[Dataset records]
=== Section Start ===
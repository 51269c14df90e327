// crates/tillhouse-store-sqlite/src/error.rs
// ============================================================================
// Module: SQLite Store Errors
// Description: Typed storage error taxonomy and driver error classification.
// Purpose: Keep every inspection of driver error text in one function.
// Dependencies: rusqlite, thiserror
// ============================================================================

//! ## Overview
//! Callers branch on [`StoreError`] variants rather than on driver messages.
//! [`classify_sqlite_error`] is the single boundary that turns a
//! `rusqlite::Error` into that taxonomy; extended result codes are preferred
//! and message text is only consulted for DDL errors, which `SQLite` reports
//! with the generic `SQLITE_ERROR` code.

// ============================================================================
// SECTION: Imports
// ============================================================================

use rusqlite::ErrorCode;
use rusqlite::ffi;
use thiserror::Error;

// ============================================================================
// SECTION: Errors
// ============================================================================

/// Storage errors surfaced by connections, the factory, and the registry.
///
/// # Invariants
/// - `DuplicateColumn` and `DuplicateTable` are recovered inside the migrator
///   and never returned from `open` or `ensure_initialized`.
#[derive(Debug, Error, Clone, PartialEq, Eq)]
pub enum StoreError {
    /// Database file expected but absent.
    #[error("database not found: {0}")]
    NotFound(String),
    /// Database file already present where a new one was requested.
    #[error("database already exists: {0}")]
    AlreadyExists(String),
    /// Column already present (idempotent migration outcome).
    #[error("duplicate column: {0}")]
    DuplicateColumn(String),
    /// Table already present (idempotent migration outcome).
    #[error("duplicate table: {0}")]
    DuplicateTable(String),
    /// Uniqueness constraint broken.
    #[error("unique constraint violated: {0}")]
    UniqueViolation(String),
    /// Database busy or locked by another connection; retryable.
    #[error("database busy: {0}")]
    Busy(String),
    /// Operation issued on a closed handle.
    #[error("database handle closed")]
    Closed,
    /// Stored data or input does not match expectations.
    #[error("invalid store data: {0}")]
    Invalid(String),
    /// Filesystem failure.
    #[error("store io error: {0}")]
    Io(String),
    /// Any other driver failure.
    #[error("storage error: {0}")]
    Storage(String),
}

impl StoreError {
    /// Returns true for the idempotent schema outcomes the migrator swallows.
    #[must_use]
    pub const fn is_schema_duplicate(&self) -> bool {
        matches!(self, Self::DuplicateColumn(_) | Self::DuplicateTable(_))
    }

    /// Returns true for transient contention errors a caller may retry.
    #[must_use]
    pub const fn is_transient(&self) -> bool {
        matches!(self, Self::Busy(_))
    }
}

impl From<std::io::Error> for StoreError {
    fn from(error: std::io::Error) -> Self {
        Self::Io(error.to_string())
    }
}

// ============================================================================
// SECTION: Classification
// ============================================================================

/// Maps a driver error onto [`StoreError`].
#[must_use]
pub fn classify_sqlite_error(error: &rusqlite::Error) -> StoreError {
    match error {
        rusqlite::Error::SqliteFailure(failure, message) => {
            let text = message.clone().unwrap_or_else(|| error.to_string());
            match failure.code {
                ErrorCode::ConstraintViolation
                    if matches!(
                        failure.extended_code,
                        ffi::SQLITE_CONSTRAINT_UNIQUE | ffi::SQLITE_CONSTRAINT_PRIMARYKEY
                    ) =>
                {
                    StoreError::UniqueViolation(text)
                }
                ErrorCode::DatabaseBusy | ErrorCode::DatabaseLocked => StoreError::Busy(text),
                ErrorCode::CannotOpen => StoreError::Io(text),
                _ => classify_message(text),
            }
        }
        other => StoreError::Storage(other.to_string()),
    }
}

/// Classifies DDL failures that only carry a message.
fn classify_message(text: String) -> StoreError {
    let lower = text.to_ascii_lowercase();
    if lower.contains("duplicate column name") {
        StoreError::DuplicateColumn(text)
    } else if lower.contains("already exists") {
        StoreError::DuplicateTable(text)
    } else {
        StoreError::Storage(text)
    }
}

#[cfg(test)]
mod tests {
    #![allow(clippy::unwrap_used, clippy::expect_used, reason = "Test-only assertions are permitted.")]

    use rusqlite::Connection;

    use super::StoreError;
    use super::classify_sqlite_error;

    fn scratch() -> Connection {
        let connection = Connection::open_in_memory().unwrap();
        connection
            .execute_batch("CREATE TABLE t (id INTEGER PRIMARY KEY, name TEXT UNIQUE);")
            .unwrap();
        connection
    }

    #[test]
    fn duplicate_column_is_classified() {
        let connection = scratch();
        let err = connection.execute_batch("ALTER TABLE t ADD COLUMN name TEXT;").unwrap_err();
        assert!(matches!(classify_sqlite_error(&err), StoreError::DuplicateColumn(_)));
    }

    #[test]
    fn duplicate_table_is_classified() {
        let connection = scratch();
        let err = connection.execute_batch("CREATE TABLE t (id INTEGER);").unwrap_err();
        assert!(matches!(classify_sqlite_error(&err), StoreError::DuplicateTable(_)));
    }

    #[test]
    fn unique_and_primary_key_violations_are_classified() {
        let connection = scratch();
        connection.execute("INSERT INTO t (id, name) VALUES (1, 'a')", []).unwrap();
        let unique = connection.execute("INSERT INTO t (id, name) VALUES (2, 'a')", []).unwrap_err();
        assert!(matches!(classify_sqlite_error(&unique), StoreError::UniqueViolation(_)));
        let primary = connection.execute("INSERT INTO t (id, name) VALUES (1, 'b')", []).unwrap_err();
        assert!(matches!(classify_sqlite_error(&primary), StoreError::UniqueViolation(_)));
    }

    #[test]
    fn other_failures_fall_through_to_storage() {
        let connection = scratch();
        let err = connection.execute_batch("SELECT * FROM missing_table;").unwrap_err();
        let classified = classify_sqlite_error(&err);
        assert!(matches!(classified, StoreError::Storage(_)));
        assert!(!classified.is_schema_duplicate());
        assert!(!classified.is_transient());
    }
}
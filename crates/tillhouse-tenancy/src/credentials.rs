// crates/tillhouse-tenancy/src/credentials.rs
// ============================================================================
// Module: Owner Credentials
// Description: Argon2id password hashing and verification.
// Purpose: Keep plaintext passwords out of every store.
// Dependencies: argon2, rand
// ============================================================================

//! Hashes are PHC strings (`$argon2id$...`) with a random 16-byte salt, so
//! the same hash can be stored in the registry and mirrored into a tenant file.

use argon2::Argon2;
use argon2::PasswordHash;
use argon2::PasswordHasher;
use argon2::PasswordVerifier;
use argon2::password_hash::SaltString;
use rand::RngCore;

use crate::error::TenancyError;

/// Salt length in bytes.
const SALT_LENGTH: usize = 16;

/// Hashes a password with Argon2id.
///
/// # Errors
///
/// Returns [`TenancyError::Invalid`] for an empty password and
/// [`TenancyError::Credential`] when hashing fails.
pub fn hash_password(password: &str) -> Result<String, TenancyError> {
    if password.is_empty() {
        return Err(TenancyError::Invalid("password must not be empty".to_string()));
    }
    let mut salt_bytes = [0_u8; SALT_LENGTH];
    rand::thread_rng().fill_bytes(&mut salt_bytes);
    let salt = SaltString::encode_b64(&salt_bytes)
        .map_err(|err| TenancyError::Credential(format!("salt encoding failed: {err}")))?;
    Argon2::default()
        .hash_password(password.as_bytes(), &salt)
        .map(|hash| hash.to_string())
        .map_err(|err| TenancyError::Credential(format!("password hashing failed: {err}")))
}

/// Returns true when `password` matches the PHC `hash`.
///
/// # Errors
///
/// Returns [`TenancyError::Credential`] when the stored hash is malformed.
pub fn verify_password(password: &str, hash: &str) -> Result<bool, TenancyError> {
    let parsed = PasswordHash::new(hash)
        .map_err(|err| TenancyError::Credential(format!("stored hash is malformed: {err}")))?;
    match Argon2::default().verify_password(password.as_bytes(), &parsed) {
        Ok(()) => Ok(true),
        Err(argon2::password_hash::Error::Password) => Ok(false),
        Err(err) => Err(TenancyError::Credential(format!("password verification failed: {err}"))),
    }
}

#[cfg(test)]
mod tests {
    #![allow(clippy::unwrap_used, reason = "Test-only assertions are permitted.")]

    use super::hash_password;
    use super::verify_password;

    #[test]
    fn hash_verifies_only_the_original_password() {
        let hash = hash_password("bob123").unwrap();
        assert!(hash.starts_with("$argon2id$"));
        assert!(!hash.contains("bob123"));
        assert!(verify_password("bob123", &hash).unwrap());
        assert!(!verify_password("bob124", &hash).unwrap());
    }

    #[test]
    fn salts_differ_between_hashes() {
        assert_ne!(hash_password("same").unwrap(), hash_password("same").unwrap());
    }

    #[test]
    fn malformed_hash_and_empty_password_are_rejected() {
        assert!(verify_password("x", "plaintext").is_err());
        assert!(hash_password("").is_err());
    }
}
=== Section End ===
=== Section Start ===
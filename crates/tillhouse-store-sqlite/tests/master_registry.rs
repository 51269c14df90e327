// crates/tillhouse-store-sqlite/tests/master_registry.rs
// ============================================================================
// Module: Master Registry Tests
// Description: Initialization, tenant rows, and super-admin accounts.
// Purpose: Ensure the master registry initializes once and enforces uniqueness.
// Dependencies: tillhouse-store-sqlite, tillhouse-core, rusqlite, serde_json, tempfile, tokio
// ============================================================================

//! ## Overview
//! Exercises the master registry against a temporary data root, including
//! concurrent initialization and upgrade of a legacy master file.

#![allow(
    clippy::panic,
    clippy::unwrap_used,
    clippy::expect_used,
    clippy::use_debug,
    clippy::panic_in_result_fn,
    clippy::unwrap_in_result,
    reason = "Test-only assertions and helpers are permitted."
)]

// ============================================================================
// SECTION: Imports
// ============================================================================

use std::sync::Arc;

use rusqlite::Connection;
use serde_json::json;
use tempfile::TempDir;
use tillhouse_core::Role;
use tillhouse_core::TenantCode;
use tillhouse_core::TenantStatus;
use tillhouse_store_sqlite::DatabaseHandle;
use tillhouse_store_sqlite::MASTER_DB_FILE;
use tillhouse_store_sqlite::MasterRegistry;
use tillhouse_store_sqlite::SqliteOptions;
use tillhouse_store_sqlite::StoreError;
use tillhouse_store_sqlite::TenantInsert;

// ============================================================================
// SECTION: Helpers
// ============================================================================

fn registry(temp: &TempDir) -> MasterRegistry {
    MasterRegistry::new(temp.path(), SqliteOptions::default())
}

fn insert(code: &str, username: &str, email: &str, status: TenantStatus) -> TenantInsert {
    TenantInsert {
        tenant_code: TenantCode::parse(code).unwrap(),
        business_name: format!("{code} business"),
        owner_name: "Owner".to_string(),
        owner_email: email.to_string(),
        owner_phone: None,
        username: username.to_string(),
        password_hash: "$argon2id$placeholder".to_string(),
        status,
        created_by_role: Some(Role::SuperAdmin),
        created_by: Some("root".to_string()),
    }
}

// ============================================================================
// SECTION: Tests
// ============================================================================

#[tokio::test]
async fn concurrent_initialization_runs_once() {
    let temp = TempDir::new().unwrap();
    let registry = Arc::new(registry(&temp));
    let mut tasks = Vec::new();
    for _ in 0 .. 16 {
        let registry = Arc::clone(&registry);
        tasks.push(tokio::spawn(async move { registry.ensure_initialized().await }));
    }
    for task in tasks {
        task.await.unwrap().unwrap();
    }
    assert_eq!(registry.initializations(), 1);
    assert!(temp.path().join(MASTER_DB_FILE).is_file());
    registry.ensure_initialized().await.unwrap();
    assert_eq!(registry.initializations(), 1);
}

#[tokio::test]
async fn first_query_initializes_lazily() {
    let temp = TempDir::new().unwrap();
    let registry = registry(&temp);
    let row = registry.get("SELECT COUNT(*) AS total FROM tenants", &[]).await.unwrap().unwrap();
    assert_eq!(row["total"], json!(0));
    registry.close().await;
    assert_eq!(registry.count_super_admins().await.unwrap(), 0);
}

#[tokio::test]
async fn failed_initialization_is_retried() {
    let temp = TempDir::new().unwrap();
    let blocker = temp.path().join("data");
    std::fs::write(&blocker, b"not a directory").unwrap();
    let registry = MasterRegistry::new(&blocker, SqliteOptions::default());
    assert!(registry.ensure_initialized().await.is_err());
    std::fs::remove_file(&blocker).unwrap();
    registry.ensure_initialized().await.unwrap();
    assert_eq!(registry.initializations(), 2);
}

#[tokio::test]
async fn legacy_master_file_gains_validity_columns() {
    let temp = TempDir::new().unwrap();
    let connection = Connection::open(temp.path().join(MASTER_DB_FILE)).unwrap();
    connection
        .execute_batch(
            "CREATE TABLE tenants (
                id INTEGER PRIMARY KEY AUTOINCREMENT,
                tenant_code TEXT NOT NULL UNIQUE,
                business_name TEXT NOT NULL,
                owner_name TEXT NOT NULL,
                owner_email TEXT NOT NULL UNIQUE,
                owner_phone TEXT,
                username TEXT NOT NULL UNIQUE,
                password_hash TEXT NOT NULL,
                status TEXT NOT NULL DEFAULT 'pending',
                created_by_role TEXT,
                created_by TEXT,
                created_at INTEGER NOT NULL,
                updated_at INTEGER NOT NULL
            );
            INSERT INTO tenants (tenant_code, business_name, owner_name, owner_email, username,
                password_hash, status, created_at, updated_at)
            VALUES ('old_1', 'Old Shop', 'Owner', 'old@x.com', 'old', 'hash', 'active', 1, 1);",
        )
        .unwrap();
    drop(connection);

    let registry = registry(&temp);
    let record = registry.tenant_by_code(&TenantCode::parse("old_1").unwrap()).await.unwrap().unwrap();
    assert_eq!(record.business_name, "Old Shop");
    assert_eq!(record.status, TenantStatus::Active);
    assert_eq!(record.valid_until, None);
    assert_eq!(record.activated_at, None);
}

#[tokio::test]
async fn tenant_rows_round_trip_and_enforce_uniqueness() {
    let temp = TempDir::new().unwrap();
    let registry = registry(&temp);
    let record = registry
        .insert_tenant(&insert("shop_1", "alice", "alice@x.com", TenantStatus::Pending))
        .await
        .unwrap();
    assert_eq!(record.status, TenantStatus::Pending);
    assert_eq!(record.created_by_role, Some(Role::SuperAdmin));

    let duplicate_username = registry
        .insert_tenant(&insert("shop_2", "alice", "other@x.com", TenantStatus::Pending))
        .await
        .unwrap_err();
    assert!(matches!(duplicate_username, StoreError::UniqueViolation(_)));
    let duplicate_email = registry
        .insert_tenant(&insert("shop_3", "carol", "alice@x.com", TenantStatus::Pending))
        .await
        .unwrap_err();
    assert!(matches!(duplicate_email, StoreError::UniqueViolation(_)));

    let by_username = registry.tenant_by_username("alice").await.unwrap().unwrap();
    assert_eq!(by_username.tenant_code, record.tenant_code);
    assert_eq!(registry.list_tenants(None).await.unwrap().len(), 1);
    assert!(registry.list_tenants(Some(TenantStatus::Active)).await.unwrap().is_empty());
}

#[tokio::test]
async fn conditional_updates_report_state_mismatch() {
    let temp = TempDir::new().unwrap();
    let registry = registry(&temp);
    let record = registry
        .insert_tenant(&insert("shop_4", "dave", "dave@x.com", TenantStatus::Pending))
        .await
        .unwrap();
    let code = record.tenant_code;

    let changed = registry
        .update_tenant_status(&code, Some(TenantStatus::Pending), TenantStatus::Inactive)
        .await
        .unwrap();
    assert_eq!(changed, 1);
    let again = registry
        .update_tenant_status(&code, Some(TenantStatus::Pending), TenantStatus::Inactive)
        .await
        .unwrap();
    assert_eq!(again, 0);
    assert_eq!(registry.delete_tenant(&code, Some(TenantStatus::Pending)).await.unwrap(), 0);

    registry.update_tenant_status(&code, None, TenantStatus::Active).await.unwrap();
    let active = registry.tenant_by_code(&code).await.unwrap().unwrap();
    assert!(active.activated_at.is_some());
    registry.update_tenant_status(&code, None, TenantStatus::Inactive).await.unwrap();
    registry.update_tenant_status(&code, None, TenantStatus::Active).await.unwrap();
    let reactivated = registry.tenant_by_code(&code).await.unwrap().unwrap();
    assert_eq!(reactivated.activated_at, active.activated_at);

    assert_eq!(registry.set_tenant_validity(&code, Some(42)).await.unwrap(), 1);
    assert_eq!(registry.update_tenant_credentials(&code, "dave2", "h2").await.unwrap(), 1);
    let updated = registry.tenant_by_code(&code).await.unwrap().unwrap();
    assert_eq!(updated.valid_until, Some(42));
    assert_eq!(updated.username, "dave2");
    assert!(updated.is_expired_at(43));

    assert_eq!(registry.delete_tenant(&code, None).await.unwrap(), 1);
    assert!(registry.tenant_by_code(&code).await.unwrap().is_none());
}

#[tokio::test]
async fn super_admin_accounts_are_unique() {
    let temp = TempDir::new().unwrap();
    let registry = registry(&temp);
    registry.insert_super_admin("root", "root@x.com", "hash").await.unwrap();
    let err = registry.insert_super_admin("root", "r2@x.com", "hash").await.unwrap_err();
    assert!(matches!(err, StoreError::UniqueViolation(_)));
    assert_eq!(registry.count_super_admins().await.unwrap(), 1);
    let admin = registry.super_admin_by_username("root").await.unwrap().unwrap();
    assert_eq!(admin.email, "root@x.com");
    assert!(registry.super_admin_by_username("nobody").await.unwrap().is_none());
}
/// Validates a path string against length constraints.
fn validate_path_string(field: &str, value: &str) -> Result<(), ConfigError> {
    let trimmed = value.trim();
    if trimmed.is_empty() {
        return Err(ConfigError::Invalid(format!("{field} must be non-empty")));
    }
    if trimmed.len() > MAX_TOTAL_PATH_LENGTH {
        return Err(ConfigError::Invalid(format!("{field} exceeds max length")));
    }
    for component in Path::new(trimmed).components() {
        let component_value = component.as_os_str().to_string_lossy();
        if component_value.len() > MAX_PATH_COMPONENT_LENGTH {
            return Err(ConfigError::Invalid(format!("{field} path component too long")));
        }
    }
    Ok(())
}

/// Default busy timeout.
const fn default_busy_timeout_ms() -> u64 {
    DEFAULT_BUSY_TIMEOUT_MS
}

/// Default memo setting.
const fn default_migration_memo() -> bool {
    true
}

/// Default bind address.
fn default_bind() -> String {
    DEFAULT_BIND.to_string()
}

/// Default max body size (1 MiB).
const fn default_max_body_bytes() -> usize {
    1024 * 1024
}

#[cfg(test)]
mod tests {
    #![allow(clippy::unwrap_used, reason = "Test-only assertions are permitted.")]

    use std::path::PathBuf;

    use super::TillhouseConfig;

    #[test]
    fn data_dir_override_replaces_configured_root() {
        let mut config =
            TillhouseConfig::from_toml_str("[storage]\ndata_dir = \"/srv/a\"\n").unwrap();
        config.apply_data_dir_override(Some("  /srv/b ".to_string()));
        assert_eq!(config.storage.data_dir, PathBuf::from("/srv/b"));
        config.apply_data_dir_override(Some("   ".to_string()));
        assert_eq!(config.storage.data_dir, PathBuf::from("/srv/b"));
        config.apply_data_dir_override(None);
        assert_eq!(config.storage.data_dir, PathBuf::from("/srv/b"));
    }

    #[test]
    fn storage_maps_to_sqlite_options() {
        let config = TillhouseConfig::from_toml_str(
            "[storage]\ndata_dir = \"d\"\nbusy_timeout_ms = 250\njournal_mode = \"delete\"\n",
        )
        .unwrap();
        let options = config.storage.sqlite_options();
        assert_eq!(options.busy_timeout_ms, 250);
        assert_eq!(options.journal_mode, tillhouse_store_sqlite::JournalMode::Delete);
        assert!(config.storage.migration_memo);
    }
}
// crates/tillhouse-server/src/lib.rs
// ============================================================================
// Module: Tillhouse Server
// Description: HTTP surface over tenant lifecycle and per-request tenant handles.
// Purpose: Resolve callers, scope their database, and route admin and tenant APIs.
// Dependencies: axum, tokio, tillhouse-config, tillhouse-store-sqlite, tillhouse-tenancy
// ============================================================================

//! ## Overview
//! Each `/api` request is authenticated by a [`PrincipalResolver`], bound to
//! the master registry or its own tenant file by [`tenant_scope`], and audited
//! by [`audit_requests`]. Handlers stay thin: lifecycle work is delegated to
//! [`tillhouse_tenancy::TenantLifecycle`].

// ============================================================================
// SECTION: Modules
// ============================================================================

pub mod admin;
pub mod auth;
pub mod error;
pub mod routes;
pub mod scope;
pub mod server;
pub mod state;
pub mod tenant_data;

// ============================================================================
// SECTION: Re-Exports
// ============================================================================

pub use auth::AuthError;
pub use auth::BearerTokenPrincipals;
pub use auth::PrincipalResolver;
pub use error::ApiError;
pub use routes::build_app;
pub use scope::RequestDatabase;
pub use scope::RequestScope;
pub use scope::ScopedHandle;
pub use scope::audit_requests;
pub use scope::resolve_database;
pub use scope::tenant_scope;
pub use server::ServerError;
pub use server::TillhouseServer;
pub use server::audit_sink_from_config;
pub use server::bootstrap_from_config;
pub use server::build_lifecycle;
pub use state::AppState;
=== Section End ===
=== Section Start ===
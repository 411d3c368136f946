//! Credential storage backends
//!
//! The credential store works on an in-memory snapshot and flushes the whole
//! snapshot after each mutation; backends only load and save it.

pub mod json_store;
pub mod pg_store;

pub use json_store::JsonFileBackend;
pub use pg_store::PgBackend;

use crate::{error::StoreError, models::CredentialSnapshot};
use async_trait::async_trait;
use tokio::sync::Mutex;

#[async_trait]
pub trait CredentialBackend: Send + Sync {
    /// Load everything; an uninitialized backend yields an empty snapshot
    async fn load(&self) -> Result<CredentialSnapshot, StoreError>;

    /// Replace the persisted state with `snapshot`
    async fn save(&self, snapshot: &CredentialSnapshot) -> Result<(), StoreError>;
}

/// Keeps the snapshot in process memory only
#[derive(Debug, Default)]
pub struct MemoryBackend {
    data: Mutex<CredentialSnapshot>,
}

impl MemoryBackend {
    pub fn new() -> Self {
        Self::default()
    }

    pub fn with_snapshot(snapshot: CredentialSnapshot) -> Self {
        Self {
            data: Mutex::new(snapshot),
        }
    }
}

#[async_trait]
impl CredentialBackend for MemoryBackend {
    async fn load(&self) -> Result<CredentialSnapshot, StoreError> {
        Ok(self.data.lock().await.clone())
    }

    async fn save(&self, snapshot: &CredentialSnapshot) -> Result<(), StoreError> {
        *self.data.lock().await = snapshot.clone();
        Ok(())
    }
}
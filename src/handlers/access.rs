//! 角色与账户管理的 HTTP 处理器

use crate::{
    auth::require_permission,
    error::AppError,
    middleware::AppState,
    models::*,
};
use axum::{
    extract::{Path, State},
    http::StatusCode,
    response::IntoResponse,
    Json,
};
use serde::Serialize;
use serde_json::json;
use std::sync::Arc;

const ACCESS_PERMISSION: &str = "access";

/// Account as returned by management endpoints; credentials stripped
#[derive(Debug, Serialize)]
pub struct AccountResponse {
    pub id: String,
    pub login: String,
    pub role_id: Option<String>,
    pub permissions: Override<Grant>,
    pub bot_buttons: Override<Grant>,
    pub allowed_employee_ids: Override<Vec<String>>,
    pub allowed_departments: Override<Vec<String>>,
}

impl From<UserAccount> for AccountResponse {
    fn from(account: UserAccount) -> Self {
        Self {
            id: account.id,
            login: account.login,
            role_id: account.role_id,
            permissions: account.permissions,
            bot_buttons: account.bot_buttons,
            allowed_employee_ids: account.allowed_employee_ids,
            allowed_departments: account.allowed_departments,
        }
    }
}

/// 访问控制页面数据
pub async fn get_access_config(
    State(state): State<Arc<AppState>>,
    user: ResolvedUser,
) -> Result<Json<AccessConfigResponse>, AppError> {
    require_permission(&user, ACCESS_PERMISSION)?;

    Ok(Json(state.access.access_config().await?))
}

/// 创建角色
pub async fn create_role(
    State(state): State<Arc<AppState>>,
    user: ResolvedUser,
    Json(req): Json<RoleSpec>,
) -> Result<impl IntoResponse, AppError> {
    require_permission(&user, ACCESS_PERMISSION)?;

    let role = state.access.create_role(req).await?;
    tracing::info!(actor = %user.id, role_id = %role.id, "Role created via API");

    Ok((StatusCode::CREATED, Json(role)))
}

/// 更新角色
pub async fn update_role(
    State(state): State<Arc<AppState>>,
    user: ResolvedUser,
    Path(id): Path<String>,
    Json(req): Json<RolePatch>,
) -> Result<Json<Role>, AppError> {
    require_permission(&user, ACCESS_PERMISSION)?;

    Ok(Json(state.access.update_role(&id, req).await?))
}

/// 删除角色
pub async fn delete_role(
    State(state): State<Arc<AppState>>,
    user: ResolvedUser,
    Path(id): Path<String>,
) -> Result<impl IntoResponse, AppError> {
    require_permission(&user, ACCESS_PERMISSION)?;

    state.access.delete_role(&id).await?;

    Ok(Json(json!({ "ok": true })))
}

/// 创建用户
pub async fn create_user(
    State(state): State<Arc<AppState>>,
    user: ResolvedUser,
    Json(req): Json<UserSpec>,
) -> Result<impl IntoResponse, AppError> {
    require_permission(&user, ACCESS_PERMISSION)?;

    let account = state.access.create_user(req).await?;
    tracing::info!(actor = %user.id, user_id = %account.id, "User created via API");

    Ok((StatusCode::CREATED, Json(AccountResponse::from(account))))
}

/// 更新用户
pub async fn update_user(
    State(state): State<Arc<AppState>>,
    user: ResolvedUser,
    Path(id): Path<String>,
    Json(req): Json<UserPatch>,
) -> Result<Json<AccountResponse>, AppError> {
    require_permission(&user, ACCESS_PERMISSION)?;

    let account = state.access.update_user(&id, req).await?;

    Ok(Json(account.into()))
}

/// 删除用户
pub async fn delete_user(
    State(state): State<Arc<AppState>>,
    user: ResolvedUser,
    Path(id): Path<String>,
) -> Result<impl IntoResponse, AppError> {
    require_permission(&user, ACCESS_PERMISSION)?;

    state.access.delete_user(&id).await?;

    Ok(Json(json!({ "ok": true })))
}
=== Section End ===
Search the data for the string "alice" and copy out every line where it is found.

## Task result
        .insert_tenant(&insert("shop_1", "alice", "alice@x.com", TenantStatus::Pending))
        .insert_tenant(&insert("shop_2", "alice", "other@x.com", TenantStatus::Pending))
        .insert_tenant(&insert("shop_3", "carol", "alice@x.com", TenantStatus::Pending))
    let by_username = registry.tenant_by_username("alice").await.unwrap().unwrap();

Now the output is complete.